Start of Block

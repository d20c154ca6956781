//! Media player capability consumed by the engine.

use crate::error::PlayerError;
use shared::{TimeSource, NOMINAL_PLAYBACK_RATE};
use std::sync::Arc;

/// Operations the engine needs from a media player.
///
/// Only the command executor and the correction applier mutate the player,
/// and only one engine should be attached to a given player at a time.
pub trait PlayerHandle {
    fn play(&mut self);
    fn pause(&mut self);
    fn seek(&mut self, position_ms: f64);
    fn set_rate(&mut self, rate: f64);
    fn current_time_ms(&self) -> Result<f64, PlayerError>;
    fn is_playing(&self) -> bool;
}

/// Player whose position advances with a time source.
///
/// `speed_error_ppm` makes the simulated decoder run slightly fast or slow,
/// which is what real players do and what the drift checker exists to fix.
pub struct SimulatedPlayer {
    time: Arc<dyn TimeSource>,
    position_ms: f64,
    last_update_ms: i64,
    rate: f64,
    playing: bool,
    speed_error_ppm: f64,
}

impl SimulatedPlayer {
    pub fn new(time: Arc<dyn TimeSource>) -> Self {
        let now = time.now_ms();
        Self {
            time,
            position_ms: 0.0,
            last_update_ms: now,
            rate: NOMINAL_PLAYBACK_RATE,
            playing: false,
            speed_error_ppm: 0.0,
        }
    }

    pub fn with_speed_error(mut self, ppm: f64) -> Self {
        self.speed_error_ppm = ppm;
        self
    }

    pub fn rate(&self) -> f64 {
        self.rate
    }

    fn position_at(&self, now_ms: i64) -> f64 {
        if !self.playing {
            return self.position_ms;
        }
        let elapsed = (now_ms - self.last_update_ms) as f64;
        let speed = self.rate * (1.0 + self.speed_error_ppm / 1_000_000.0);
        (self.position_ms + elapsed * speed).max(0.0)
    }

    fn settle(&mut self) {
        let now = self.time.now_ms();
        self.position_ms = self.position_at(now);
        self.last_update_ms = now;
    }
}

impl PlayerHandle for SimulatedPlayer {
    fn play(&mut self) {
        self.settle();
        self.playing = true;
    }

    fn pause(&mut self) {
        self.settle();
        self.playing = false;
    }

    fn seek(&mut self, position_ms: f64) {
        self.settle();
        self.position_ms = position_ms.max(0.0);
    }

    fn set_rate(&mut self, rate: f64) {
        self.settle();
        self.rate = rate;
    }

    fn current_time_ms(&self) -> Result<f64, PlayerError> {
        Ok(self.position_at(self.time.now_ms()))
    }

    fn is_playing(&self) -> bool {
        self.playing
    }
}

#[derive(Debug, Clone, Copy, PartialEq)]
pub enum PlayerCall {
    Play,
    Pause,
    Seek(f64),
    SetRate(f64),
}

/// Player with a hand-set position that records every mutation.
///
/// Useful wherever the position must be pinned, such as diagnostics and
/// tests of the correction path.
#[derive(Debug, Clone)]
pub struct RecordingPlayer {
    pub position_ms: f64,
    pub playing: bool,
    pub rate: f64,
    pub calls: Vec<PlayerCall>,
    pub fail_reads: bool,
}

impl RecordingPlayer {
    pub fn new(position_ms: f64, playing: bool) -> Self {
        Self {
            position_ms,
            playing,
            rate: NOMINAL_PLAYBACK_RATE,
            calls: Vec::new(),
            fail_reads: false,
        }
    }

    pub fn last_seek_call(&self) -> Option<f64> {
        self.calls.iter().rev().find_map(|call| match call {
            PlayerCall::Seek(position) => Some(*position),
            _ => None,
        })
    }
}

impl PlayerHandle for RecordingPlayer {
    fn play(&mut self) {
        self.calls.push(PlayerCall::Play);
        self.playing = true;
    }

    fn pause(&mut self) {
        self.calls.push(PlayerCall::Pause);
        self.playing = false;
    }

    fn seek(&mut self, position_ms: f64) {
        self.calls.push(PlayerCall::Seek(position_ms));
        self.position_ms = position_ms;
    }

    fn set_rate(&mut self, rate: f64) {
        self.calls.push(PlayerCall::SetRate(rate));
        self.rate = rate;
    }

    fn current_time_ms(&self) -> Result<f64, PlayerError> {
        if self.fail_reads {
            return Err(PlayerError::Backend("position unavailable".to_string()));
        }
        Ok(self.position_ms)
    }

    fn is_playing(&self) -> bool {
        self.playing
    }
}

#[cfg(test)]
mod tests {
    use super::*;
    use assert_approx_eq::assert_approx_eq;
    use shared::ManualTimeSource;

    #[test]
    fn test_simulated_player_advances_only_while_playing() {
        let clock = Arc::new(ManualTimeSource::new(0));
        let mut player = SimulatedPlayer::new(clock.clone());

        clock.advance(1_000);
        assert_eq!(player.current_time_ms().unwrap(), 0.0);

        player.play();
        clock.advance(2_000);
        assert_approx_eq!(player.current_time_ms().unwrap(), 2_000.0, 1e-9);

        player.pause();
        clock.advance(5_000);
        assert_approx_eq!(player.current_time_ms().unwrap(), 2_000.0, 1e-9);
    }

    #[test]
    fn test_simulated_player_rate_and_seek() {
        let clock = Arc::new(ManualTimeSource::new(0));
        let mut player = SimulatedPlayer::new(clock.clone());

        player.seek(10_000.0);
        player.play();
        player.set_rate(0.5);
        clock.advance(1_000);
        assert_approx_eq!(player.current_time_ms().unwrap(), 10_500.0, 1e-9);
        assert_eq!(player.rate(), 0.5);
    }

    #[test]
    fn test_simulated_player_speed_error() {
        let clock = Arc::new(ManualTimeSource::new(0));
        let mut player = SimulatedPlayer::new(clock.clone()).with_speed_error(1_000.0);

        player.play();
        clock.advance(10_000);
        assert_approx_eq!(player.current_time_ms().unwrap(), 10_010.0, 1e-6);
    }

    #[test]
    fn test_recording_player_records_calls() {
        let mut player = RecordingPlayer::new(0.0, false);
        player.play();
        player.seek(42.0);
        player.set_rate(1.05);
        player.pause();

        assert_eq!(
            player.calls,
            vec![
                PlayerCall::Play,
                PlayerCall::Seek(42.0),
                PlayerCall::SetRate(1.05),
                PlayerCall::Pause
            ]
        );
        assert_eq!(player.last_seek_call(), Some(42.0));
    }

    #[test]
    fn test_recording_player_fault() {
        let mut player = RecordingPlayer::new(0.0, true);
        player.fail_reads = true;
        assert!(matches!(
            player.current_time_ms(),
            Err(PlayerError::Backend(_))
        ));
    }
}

End of Block

Prompt: The expected answer is only a number: the count of lines in this listing that contain the string "derive".

Response to this exercise: 2